Mercredi, Beyoncé révélait sur Instagram la couverture de son nouvel album, Cowboy Carter, qui sortira le 29 mars. L’artiste y explore largement le style country, un genre musical que les personnes blanches s’étaient jusqu’ici approprié. Le projet suscite d’ores et déjà des débats essentiels, de l’appropriation à la réappropriation du patrimoine musical, en passant par la charge raciale de l’histoire américaine.

Leave Beyoncé alone ! S’il y a bien quelques avantages à être l’une des artistes les plus populaires et influentes du XXIe siècle, le statut de Queen B a aussi son lot d’inconvénients. L’un d’eux étant que le monde entier aime à commenter vos pérégrinations artistiques comme s’il s’agissait d’une affaire d’État.

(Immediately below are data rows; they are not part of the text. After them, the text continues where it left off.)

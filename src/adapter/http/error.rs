//! HTTP Errors
//!
//! ユースケースの外側で発生するエラーとHTTPステータスの対応

use axum::http::StatusCode;
use axum::response::{IntoResponse, Response};
use log::{error, warn};
use thiserror::Error;

use crate::adapter::codec::CodecError;

/// HTTPアダプターのエラー
///
/// レスポンスはステータスコードのみで、構造化されたエラーボディは返さない
#[derive(Debug, Error)]
pub enum ApiError {
    #[error("unsupported content type `{0}`")]
    UnsupportedMediaType(String),
    #[error("malformed request body: {0}")]
    MalformedBody(#[source] CodecError),
    #[error("failed to encode response body: {0}")]
    Encoding(#[source] CodecError),
    #[error(transparent)]
    Internal(#[from] anyhow::Error),
}

impl ApiError {
    pub fn status_code(&self) -> StatusCode {
        match self {
            Self::UnsupportedMediaType(_) => StatusCode::UNSUPPORTED_MEDIA_TYPE,
            Self::MalformedBody(_) => StatusCode::BAD_REQUEST,
            Self::Encoding(_) | Self::Internal(_) => StatusCode::INTERNAL_SERVER_ERROR,
        }
    }
}

impl IntoResponse for ApiError {
    fn into_response(self) -> Response {
        match &self {
            Self::Internal(e) => error!("Request failed: {:#}", e),
            Self::Encoding(_) => error!("{}", self),
            _ => warn!("Rejected request: {}", self),
        }
        self.status_code().into_response()
    }
}

#[cfg(test)]
mod tests {
    use super::*;

    #[test]
    fn test_status_codes() {
        assert_eq!(
            ApiError::UnsupportedMediaType("text/plain".to_string()).status_code(),
            StatusCode::UNSUPPORTED_MEDIA_TYPE
        );
        assert_eq!(
            ApiError::Internal(anyhow::anyhow!("boom")).status_code(),
            StatusCode::INTERNAL_SERVER_ERROR
        );
    }

    #[test]
    fn test_into_response_status() {
        let response = ApiError::UnsupportedMediaType("text/plain".to_string()).into_response();

        assert_eq!(response.status(), StatusCode::UNSUPPORTED_MEDIA_TYPE);
    }
}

Il n’aura donc échappé à personne que Beyoncé va sortir un nouvel album, intitulé Cowboy Carter, le 29 mars prochain. L’artiste américaine a d’ores et déjà dévoilé deux singles issus de ce dernier opus – Texas Hold ‘Em et 16 Carriages –, ainsi que sa pochette, sur laquelle on peut la voir brandir un drapeau américain sur un étalon, chapeau western vissé sur la tête. Autant d’indices qui – si le titre n’était pas assez limpide – annoncent l’ère Dolly Parton de Queen B. Malheureusement, la country est une affaire de blanc·hes, affirment avec leurs gros sabots les plus réacs des commentateur·rices, qui ne supportent pas de voir une artiste racisée s’emparer du genre. D’autres observateur·rices fustigent pour leur part qu’une artiste noire se réapproprie une musique associée à un passé colonialiste.

Santiags et misogynoire

En attendant, avec Texas Hold ‘Em, Beyoncé est devenue la première femme noire à atteindre la première place du classement américain Hot Country Songs, soit des morceaux country les plus écoutés. Il n’en aura pas fallu davantage aux Rednecks et aux conservateur·rices états-unien·nes pour crier à l’appropriation culturelle. En Amérique, la country est traditionnellement associée à un héritage patriotique rural et surtout blanc. Un imaginaire musical qui sent bon les cordes de bandjo gratouillées sur un porche en Alabama (sud), tige de blé entre les dents, mais dont les origines sont en réalité bien plus complexes.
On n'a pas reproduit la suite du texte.